Civil Rights · From the Archives · History · Nebraska

“Enclosed Please Find My Draft Card”—A Youthful Vietnam-Era Draft Dodger Returns His Draft Card

In the Spring of 1970, at the age of 22, I embarked on an epical odyssey of thousands of miles by thumb and boxcar.

It was motivated by a desire to evade military service in the war in Vietnam which I, like millions of others in my generation, had come to believe was an unjust war.

Later that year I sat down to write a letter to my hometown newspaper, the Lincoln, Nebraska Journal to explain my actions. I enclosed my draft card in the letter.

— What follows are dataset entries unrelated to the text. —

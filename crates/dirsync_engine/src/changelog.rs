//! Append-only operation log and marker files of a sync root.

use crate::error::{SyncError, SyncResult};
use dirsync_protocol::{format_timestamp, parse_timestamp, LogEntry, Timestamp};
use std::collections::BTreeMap;
use std::fs::{self, File, OpenOptions};
use std::io::{self, BufRead, BufReader, BufWriter, Write};
use std::path::{Path, PathBuf};

/// Operation log file name.
pub const OPERATION_LOG: &str = ".operation.log";
/// Last analyze marker file name.
pub const LAST_UPDATE: &str = ".lastupdate.log";
/// Last compaction marker file name.
pub const LAST_COMPACT: &str = ".lastcompact.log";
/// Conflict report file name.
pub const CONFLICTS: &str = ".conflicts.log";
/// Advisory lock file name.
pub const LOCK_FILE: &str = ".dirsync.lock";

const STATE_FILES: [&str; 5] = [OPERATION_LOG, LAST_UPDATE, LAST_COMPACT, CONFLICTS, LOCK_FILE];

/// Whether a relative path names one of the root's own state files.
pub fn is_state_file(relative_path: &str) -> bool {
    STATE_FILES.contains(&relative_path)
}

/// The operation log of one root.
#[derive(Debug, Clone)]
pub struct ChangeLog {
    path: PathBuf,
}

impl ChangeLog {
    /// Opens the log at an explicit path.
    pub fn new(path: impl Into<PathBuf>) -> Self {
        Self { path: path.into() }
    }

    /// Opens the log inside `root`.
    pub fn in_root(root: &Path) -> Self {
        Self::new(root.join(OPERATION_LOG))
    }

    /// Path of the log file.
    pub fn path(&self) -> &Path {
        &self.path
    }

    /// Whether the log file exists.
    pub fn exists(&self) -> bool {
        self.path.is_file()
    }

    /// Reads every entry in log order. A missing log is empty.
    pub fn read_all(&self) -> SyncResult<Vec<LogEntry>> {
        let file = match File::open(&self.path) {
            Ok(file) => file,
            Err(err) if err.kind() == io::ErrorKind::NotFound => return Ok(Vec::new()),
            Err(err) => return Err(err.into()),
        };

        let mut entries = Vec::new();
        for (index, line) in BufReader::new(file).lines().enumerate() {
            let line = line?;
            if line.trim().is_empty() {
                continue;
            }
            let entry = LogEntry::from_line(&line).map_err(|source| SyncError::CorruptLog {
                path: self.path.clone(),
                line: index + 1,
                source,
            })?;
            entries.push(entry);
        }
        Ok(entries)
    }

    /// Appends entries. Nothing is created when `entries` is empty.
    pub fn append(&self, entries: &[LogEntry]) -> SyncResult<()> {
        if entries.is_empty() {
            return Ok(());
        }
        let file = OpenOptions::new()
            .create(true)
            .append(true)
            .open(&self.path)?;
        let mut writer = BufWriter::new(file);
        for entry in entries {
            writeln!(writer, "{}", entry.to_line())?;
        }
        writer.flush()?;
        writer.get_ref().sync_data()?;
        Ok(())
    }

    /// Replaces the log contents atomically.
    pub fn rewrite(&self, entries: &[LogEntry]) -> SyncResult<()> {
        let mut temp_name = self
            .path
            .file_name()
            .map(|name| name.to_os_string())
            .unwrap_or_default();
        temp_name.push(".tmp");
        let temp = self.path.with_file_name(temp_name);

        {
            let mut writer = BufWriter::new(File::create(&temp)?);
            for entry in entries {
                writeln!(writer, "{}", entry.to_line())?;
            }
            writer.flush()?;
            writer.get_ref().sync_all()?;
        }
        fs::rename(&temp, &self.path)?;
        Ok(())
    }

    /// Latest entry per path, without touching the file.
    pub fn latest_entries(&self) -> SyncResult<BTreeMap<String, LogEntry>> {
        Ok(reduce_latest(self.read_all()?))
    }
}

/// Reduces entries to the latest one per path.
///
/// Later entries win over earlier ones by run start, then operation time;
/// on a full tie the later position in the input wins.
pub fn reduce_latest(entries: impl IntoIterator<Item = LogEntry>) -> BTreeMap<String, LogEntry> {
    let mut latest: BTreeMap<String, LogEntry> = BTreeMap::new();
    for entry in entries {
        match latest.get(&entry.relative_path) {
            Some(current) if !entry.supersedes(current) => {}
            _ => {
                latest.insert(entry.relative_path.clone(), entry);
            }
        }
    }
    latest
}

/// Reads a timestamp marker file. A missing or empty marker is `None`.
pub fn read_marker(path: &Path) -> SyncResult<Option<Timestamp>> {
    let text = match fs::read_to_string(path) {
        Ok(text) => text,
        Err(err) if err.kind() == io::ErrorKind::NotFound => return Ok(None),
        Err(err) => return Err(err.into()),
    };
    let text = text.trim();
    if text.is_empty() {
        return Ok(None);
    }
    Ok(Some(parse_timestamp(text)?))
}

/// Writes a timestamp marker file.
pub fn write_marker(path: &Path, timestamp: &Timestamp) -> SyncResult<()> {
    fs::write(path, format!("{}\n", format_timestamp(timestamp)))?;
    Ok(())
}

But then something unexpected happened: instead of printing my letter the editor carefully extricated my draft card and reached for the telephone. He called the Federal Bureau of Investigation, explaining he was in possession of evidence he suspected (rightly) could prove material to an ongoing investigation. My letter – and my draft card – were soon after scooped up by the FBI, who later entered the letter as a document in my FBI file, which survives in photocopied form to this day. I retrieved it from my permanent archival records at Laurentian University in Sudbury, Ontario, Canada just yesterday.

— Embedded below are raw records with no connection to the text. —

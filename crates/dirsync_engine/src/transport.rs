//! Message transport over a framed byte stream.

use crate::config::SessionConfig;
use crate::error::{from_io, SyncError, SyncResult};
use dirsync_protocol::{
    decode_frame, encode_frame, frame_length, max_frame_len, WireMessage, FRAME_HEADER_LEN,
};
use std::collections::VecDeque;
use std::io::{self, Read, Write};
use std::net::{TcpStream, ToSocketAddrs};
use tracing::{debug, trace};

/// Sends and receives whole protocol messages, one at a time.
///
/// Both calls block. A session carries one request/response exchange at a
/// time; parallel transfers use separate sessions.
pub trait MessageTransport: Send {
    /// Sends one message.
    fn send_message(&mut self, message: &WireMessage) -> SyncResult<()>;

    /// Receives the next message.
    fn receive_message(&mut self) -> SyncResult<WireMessage>;

    /// Receives the next message, turning an `Error` message into
    /// [`SyncError::Remote`].
    fn receive_reply(&mut self) -> SyncResult<WireMessage> {
        match self.receive_message()? {
            WireMessage::Error(error) => Err(SyncError::Remote {
                code: error.code,
                message: error.message,
            }),
            message => Ok(message),
        }
    }
}

/// A blocking framed session over a byte stream.
///
/// `KeepAlive` frames are consumed silently on receive.
#[derive(Debug)]
pub struct TcpSession<S = TcpStream> {
    stream: S,
    max_frame_len: usize,
}

impl TcpSession<TcpStream> {
    /// Connects to `addr` and applies the configured timeouts.
    pub fn connect(addr: impl ToSocketAddrs, config: &SessionConfig) -> SyncResult<Self> {
        let stream = TcpStream::connect(addr).map_err(from_io)?;
        Self::from_tcp(stream, config)
    }

    /// Wraps an accepted or connected socket.
    pub fn from_tcp(stream: TcpStream, config: &SessionConfig) -> SyncResult<Self> {
        stream.set_nodelay(true)?;
        stream.set_read_timeout(config.read_timeout)?;
        stream.set_write_timeout(config.write_timeout)?;
        if let Ok(peer) = stream.peer_addr() {
            debug!(peer = %peer, "session opened");
        }
        Ok(Self::new(stream, config))
    }
}

impl<S: Read + Write> TcpSession<S> {
    /// Wraps any byte stream.
    pub fn new(stream: S, config: &SessionConfig) -> Self {
        Self {
            stream,
            max_frame_len: config.max_frame_len,
        }
    }

    /// Adjusts the receive limit after negotiation.
    pub fn set_max_packet_size(&mut self, max_packet_size: usize) {
        self.max_frame_len = max_frame_len(max_packet_size);
    }

    /// Returns the current receive limit.
    pub fn max_frame_len(&self) -> usize {
        self.max_frame_len
    }

    /// Returns the underlying stream.
    pub fn get_ref(&self) -> &S {
        &self.stream
    }

    /// Consumes the session, returning the stream.
    ///
    /// # Example
    ///
    /// ```
    /// use dirsync_engine::{MessageTransport, TcpSession};
    /// use dirsync_protocol::WireMessage;
    /// use std::io::Cursor;
    ///
    /// let mut session = TcpSession::new(Cursor::new(Vec::new()), &Default::default());
    /// session.send_message(&WireMessage::KeepAlive)?;
    /// let written = session.into_inner().into_inner();
    /// assert!(written.ends_with(b"KA"));
    /// # Ok::<(), dirsync_engine::SyncError>(())
    /// ```
    pub fn into_inner(self) -> S {
        self.stream
    }

    /// Reads a frame header. `None` means the stream ended cleanly.
    fn read_header(&mut self) -> SyncResult<Option<[u8; FRAME_HEADER_LEN]>> {
        let mut header = [0u8; FRAME_HEADER_LEN];
        let mut filled = 0;
        while filled < header.len() {
            match self.stream.read(&mut header[filled..]) {
                Ok(0) if filled == 0 => return Ok(None),
                Ok(0) => {
                    return Err(SyncError::Io(io::Error::new(
                        io::ErrorKind::UnexpectedEof,
                        "stream ended inside a frame header",
                    )))
                }
                Ok(n) => filled += n,
                Err(err) if err.kind() == io::ErrorKind::Interrupted => {}
                Err(err) => return Err(from_io(err)),
            }
        }
        Ok(Some(header))
    }

    fn read_frame(&mut self) -> SyncResult<WireMessage> {
        let header = self.read_header()?.ok_or(SyncError::ConnectionClosed)?;
        let body_len = frame_length(header, self.max_frame_len)?;
        let mut frame = Vec::with_capacity(FRAME_HEADER_LEN + body_len);
        frame.extend_from_slice(&header);
        frame.resize(FRAME_HEADER_LEN + body_len, 0);
        self.stream
            .read_exact(&mut frame[FRAME_HEADER_LEN..])
            .map_err(from_io)?;
        Ok(decode_frame(&frame, self.max_frame_len)?)
    }
}

impl<S: Read + Write + Send> MessageTransport for TcpSession<S> {
    fn send_message(&mut self, message: &WireMessage) -> SyncResult<()> {
        let frame = encode_frame(message)?;
        trace!(kind = %message.message_type(), len = frame.len(), "send");
        self.stream.write_all(&frame).map_err(from_io)?;
        self.stream.flush().map_err(from_io)
    }

    fn receive_message(&mut self) -> SyncResult<WireMessage> {
        loop {
            let message = self.read_frame()?;
            trace!(kind = %message.message_type(), "receive");
            if !matches!(message, WireMessage::KeepAlive) {
                return Ok(message);
            }
        }
    }
}

/// A scripted transport for testing.
///
/// Messages queued with [`MockTransport::push_incoming`] are returned by
/// `receive_message` in order; everything sent is recorded.
#[derive(Debug)]
pub struct MockTransport {
    incoming: VecDeque<WireMessage>,
    sent: Vec<WireMessage>,
    connected: bool,
}

impl MockTransport {
    /// Creates a connected mock with an empty script.
    pub fn new() -> Self {
        Self {
            incoming: VecDeque::new(),
            sent: Vec::new(),
            connected: true,
        }
    }

    /// Creates a mock that will return `messages` in order.
    pub fn with_script(messages: impl IntoIterator<Item = WireMessage>) -> Self {
        let mut mock = Self::new();
        mock.incoming.extend(messages);
        mock
    }

    /// Queues one message for `receive_message`.
    pub fn push_incoming(&mut self, message: impl Into<WireMessage>) {
        self.incoming.push_back(message.into());
    }

    /// Messages sent so far.
    pub fn sent(&self) -> &[WireMessage] {
        &self.sent
    }

    /// Number of scripted messages not yet received.
    pub fn pending(&self) -> usize {
        self.incoming.len()
    }

    /// Sets the connected state.
    pub fn set_connected(&mut self, connected: bool) {
        self.connected = connected;
    }
}

impl Default for MockTransport {
    fn default() -> Self {
        Self::new()
    }
}

impl MessageTransport for MockTransport {
    fn send_message(&mut self, message: &WireMessage) -> SyncResult<()> {
        if !self.connected {
            return Err(SyncError::ConnectionClosed);
        }
        self.sent.push(message.clone());
        Ok(())
    }

    fn receive_message(&mut self) -> SyncResult<WireMessage> {
        if !self.connected {
            return Err(SyncError::ConnectionClosed);
        }
        self.incoming.pop_front().ok_or(SyncError::ConnectionClosed)
    }
}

My Letter to the Editor never was printed, so I publish it here for the first time, complete and unabridged. It is dated July 17, 1970, Vancouver, B.C.

Dear Sir:

I am a son of Nebraska. I love corn-on-the-cob, football, and the fourth of July. In my college days I tromped through the rolling hills overlooking the Missouri, and roamed through the Sand Hills. My mother, so influential in my upbringing, taught we are free to chose (sic) between right and wrong, and that, having chosen a man must fight for what he believes is right. “Having the courage of your convictions” is what she used to call it.

I am also a draft dodger. Some time late in July I am supposed to be in Omaha for induction. I will not be there, and I want the citizens of my state and my community to know why.

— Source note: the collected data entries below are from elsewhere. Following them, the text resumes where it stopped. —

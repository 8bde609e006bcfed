//! Persistent server settings: users and the folders they may use.
//!
//! Settings live in a JSON file. Loading a missing file creates default
//! settings with a single `admin` user and writes them back.

use crate::error::{ServerError, ServerResult};
use dirsync_protocol::{BackupType, DEFAULT_MAX_PACKET_SIZE};
use serde::{Deserialize, Serialize};
use std::fs;
use std::path::{Path, PathBuf};
use tracing::info;
use uuid::Uuid;

/// Default listening port.
pub const DEFAULT_PORT: u16 = 8090;

/// Default number of connections per session.
pub const DEFAULT_MAX_CONNECTIONS: i32 = 5;

/// A user account.
#[derive(Debug, Clone, PartialEq, Eq, Serialize, Deserialize)]
pub struct User {
    /// Stable identifier referenced by folders.
    pub id: Uuid,
    /// Login name.
    pub username: String,
    /// Login password.
    pub password: String,
    /// Whether the user administers the server.
    #[serde(default)]
    pub admin: bool,
}

impl User {
    /// Creates a user with a fresh id.
    pub fn new(username: impl Into<String>, password: impl Into<String>) -> Self {
        Self {
            id: Uuid::new_v4(),
            username: username.into(),
            password: password.into(),
            admin: false,
        }
    }

    /// Marks the user as administrator.
    pub fn with_admin(mut self, admin: bool) -> Self {
        self.admin = admin;
        self
    }
}

/// A folder exposed to clients under a virtual name.
#[derive(Debug, Clone, PartialEq, Eq, Serialize, Deserialize)]
pub struct BackupFolder {
    /// Name clients ask for.
    pub virtual_name: String,
    /// Directory on the server.
    pub real_path: PathBuf,
    /// How the folder is kept.
    pub backup_type: BackupType,
    /// Ids of users allowed to use the folder.
    #[serde(default)]
    pub allowed_users: Vec<Uuid>,
}

impl BackupFolder {
    /// Creates a folder nobody may use yet.
    pub fn new(
        virtual_name: impl Into<String>,
        real_path: impl Into<PathBuf>,
        backup_type: BackupType,
    ) -> Self {
        Self {
            virtual_name: virtual_name.into(),
            real_path: real_path.into(),
            backup_type,
            allowed_users: Vec::new(),
        }
    }

    /// Grants a user access.
    pub fn with_user(mut self, user_id: Uuid) -> Self {
        self.allowed_users.push(user_id);
        self
    }
}

/// Resolves credentials and virtual folders for incoming sessions.
pub trait SettingsProvider: Send + Sync {
    /// Returns the user matching the credentials.
    fn authenticate(&self, username: &str, password: &str) -> Option<User>;

    /// Returns the folder named `virtual_name` if `user_id` may use it.
    fn user_folder(&self, user_id: Uuid, virtual_name: &str) -> Option<BackupFolder>;
}

/// Contents of the settings file.
#[derive(Debug, Clone, PartialEq, Eq, Serialize, Deserialize)]
pub struct ServerSettings {
    /// Listening port.
    pub port: u16,
    /// Largest data block, in bytes.
    pub max_packet_size: i32,
    /// Connections allowed per session.
    pub max_connections: i32,
    /// Accounts.
    #[serde(default)]
    pub users: Vec<User>,
    /// Exposed folders.
    #[serde(default)]
    pub backup_folders: Vec<BackupFolder>,
}

impl Default for ServerSettings {
    fn default() -> Self {
        Self {
            port: DEFAULT_PORT,
            max_packet_size: DEFAULT_MAX_PACKET_SIZE,
            max_connections: DEFAULT_MAX_CONNECTIONS,
            users: vec![User::new("admin", "admin").with_admin(true)],
            backup_folders: Vec::new(),
        }
    }
}

impl ServerSettings {
    /// Settings with no users and no folders.
    pub fn empty() -> Self {
        Self {
            users: Vec::new(),
            ..Self::default()
        }
    }

    /// Loads settings, creating and saving defaults if the file is missing.
    pub fn load(path: &Path) -> ServerResult<Self> {
        if !path.exists() {
            let settings = Self::default();
            settings.save(path)?;
            info!(path = %path.display(), "created default settings");
            return Ok(settings);
        }
        let text = fs::read_to_string(path)?;
        let settings: Self = serde_json::from_str(&text)?;
        settings.validate()?;
        Ok(settings)
    }

    /// Writes the settings as pretty JSON, creating parent directories.
    pub fn save(&self, path: &Path) -> ServerResult<()> {
        if let Some(parent) = path.parent().filter(|p| !p.as_os_str().is_empty()) {
            fs::create_dir_all(parent)?;
        }
        fs::write(path, serde_json::to_string_pretty(self)?)?;
        Ok(())
    }

    /// Adds a user and returns its id.
    pub fn add_user(&mut self, username: impl Into<String>, password: impl Into<String>) -> Uuid {
        let user = User::new(username, password);
        let id = user.id;
        self.users.push(user);
        id
    }

    /// Adds a folder.
    pub fn add_folder(&mut self, folder: BackupFolder) {
        self.backup_folders.push(folder);
    }

    /// Checks that names are unique and sizes positive.
    pub fn validate(&self) -> ServerResult<()> {
        if self.max_packet_size <= 0 {
            return Err(ServerError::Settings(format!(
                "max_packet_size must be positive, got {}",
                self.max_packet_size
            )));
        }
        if self.max_connections <= 0 {
            return Err(ServerError::Settings(format!(
                "max_connections must be positive, got {}",
                self.max_connections
            )));
        }
        for (index, folder) in self.backup_folders.iter().enumerate() {
            if self.backup_folders[..index]
                .iter()
                .any(|f| f.virtual_name == folder.virtual_name)
            {
                return Err(ServerError::Settings(format!(
                    "duplicate folder name {:?}",
                    folder.virtual_name
                )));
            }
        }
        for (index, user) in self.users.iter().enumerate() {
            if self.users[..index].iter().any(|u| u.username == user.username) {
                return Err(ServerError::Settings(format!(
                    "duplicate user name {:?}",
                    user.username
                )));
            }
        }
        Ok(())
    }
}

impl SettingsProvider for ServerSettings {
    fn authenticate(&self, username: &str, password: &str) -> Option<User> {
        self.users
            .iter()
            .find(|u| u.username == username && u.password == password)
            .cloned()
    }

    fn user_folder(&self, user_id: Uuid, virtual_name: &str) -> Option<BackupFolder> {
        self.backup_folders
            .iter()
            .find(|f| f.virtual_name == virtual_name && f.allowed_users.contains(&user_id))
            .cloned()
    }
}
//! File metadata exchanged in file lists and descriptors.

use crate::error::{ProtocolError, ProtocolResult};
use crate::time::{format_timestamp, from_system_time, parse_timestamp, Timestamp};
use std::fs::Metadata;
use std::hash::{Hash, Hasher};
use std::path::{Component, Path};

/// Metadata for one file or directory under a sync root.
///
/// Identity is the relative path alone: two records with the same path are
/// equal and hash the same regardless of size or timestamps.
///
/// Line form: `relativePath\tsize\tcreationTime\tmodificationTime\tisDirectory`
#[derive(Debug, Clone)]
pub struct FileInfo {
    /// Path relative to the sync root, forward slashes.
    pub relative_path: String,
    /// Size in bytes (0 for directories).
    pub size: u64,
    /// Creation time.
    pub creation_time: Timestamp,
    /// Last modification time.
    pub modification_time: Timestamp,
    /// Whether this entry is a directory.
    pub is_directory: bool,
}

impl FileInfo {
    /// Creates metadata for a regular file.
    pub fn new(
        relative_path: impl Into<String>,
        size: u64,
        creation_time: Timestamp,
        modification_time: Timestamp,
    ) -> Self {
        Self {
            relative_path: uniform_path(&relative_path.into()),
            size,
            creation_time,
            modification_time,
            is_directory: false,
        }
    }

    /// Builds metadata from filesystem attributes.
    ///
    /// Platforms without a creation time report the modification time.
    pub fn from_metadata(relative_path: impl Into<String>, metadata: &Metadata) -> std::io::Result<Self> {
        let modified = metadata.modified()?;
        let created = metadata.created().unwrap_or(modified);
        let is_directory = metadata.is_dir();
        Ok(Self {
            relative_path: uniform_path(&relative_path.into()),
            size: if is_directory { 0 } else { metadata.len() },
            creation_time: from_system_time(created),
            modification_time: from_system_time(modified),
            is_directory,
        })
    }

    /// Reads metadata for `path`, naming it relative to `root`.
    pub fn from_path(root: &Path, path: &Path) -> std::io::Result<Self> {
        let relative = relative_path(root, path).ok_or_else(|| {
            std::io::Error::new(
                std::io::ErrorKind::InvalidInput,
                format!("{} is not under {}", path.display(), root.display()),
            )
        })?;
        let metadata = std::fs::metadata(path)?;
        Self::from_metadata(relative, &metadata)
    }

    /// Formats this record as one tab-separated line.
    pub fn to_line(&self) -> String {
        format!(
            "{}\t{}\t{}\t{}\t{}",
            self.relative_path,
            self.size,
            format_timestamp(&self.creation_time),
            format_timestamp(&self.modification_time),
            self.is_directory
        )
    }

    /// Parses one tab-separated line.
    pub fn from_line(line: &str) -> ProtocolResult<Self> {
        // The path is the only field that may itself contain a tab.
        let mut fields = line.rsplitn(5, '\t');
        let is_directory = fields.next();
        let modification_time = fields.next();
        let creation_time = fields.next();
        let size = fields.next();
        let relative_path = fields.next();

        let (Some(relative_path), Some(size), Some(creation_time), Some(modification_time), Some(is_directory)) =
            (relative_path, size, creation_time, modification_time, is_directory)
        else {
            return Err(ProtocolError::invalid_line(format!(
                "expected 5 fields in file line {line:?}"
            )));
        };

        let size = size
            .parse::<u64>()
            .map_err(|_| ProtocolError::invalid_line(format!("bad size {size:?}")))?;
        let is_directory = match is_directory {
            "true" => true,
            "false" => false,
            other => {
                return Err(ProtocolError::invalid_line(format!(
                    "bad directory flag {other:?}"
                )))
            }
        };

        Ok(Self {
            relative_path: relative_path.to_string(),
            size,
            creation_time: parse_timestamp(creation_time)?,
            modification_time: parse_timestamp(modification_time)?,
            is_directory,
        })
    }

    /// Joins records into newline-separated text.
    pub fn join_lines(files: &[FileInfo]) -> String {
        files
            .iter()
            .map(FileInfo::to_line)
            .collect::<Vec<_>>()
            .join("\n")
    }

    /// Parses newline-separated records. Blank lines are skipped.
    pub fn parse_lines(text: &str) -> ProtocolResult<Vec<FileInfo>> {
        text.lines()
            .filter(|line| !line.trim().is_empty())
            .map(FileInfo::from_line)
            .collect()
    }
}

impl PartialEq for FileInfo {
    fn eq(&self, other: &Self) -> bool {
        self.relative_path == other.relative_path
    }
}

impl Eq for FileInfo {}

impl Hash for FileInfo {
    fn hash<H: Hasher>(&self, state: &mut H) {
        self.relative_path.hash(state);
    }
}

/// Normalizes a relative path: forward slashes, no leading slash, no `./`.
pub fn uniform_path(path: &str) -> String {
    path.replace('\\', "/")
        .split('/')
        .filter(|part| !part.is_empty() && *part != ".")
        .collect::<Vec<_>>()
        .join("/")
}

/// Returns `path` relative to `root` with forward slashes, or `None` if
/// `path` is not under `root`.
pub fn relative_path(root: &Path, path: &Path) -> Option<String> {
    let stripped = path.strip_prefix(root).ok()?;
    let parts: Vec<String> = stripped
        .components()
        .filter_map(|component| match component {
            Component::Normal(part) => Some(part.to_string_lossy().into_owned()),
            _ => None,
        })
        .collect();
    Some(parts.join("/"))
}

I told my draft board I intended to leave the country, and one member (a prominent Lincoln citizen) replied, “well, Mick, some of us feel an obligation to keep the country going, no matter what direction it’s going in.” America’s path to the garbage pile will be paved by such mindless statements.

She’s on the road to hell, friends, and gathering speed every day. Some say my generation has been spoiled by Spock-reading, overly-permissive parents. But I have another theory. Every morning in grade school across the land we would place our hands over our hearts and sing “The Star Spangled Banner”. We believed it, see. That America really was “the land of the free and the home of the brave.” But the brave are dead or in jail, the free are nowhere to be found.

Over the last decade it has become clear that freedom has limits, or is the province of a very few. We are “free” to fight in Vietnam but must go to jail or flee if we refuse to fight. A black man is free to live in the ghetto or work as a janitor and keep on shufflin’, but if he arms his community in self-defence against police oppression he is ruthlessly gunned down, or imprisoned under charges that make the “pledge of allegiance” sound like some kind of sick joke.

Closer to home, Nebraskans descry the “brain drain.” It’s now more like a manhole. The president of the student body and the editor of The Daily Nebraskan are both up here now. One is a deserter, the other a dodger.

Chronologically, I am 22. Mentally, I feel like an old man. The decision to leave home, family, country is not easily made. But it is required if I am to have “the courage of my convictions.” I cannot offer myself for imprisonment for holding what seems to me to be a completely sane belief against an insane war. The prospect is absurd.

We sons of Nebraska who grew a little too much hair, or ran from the draft are from families and homes just like yours. You taught us to think for ourselves, to make our own decisions. We are you.

Enclosed please find my draft card. I won’t be needing it anymore.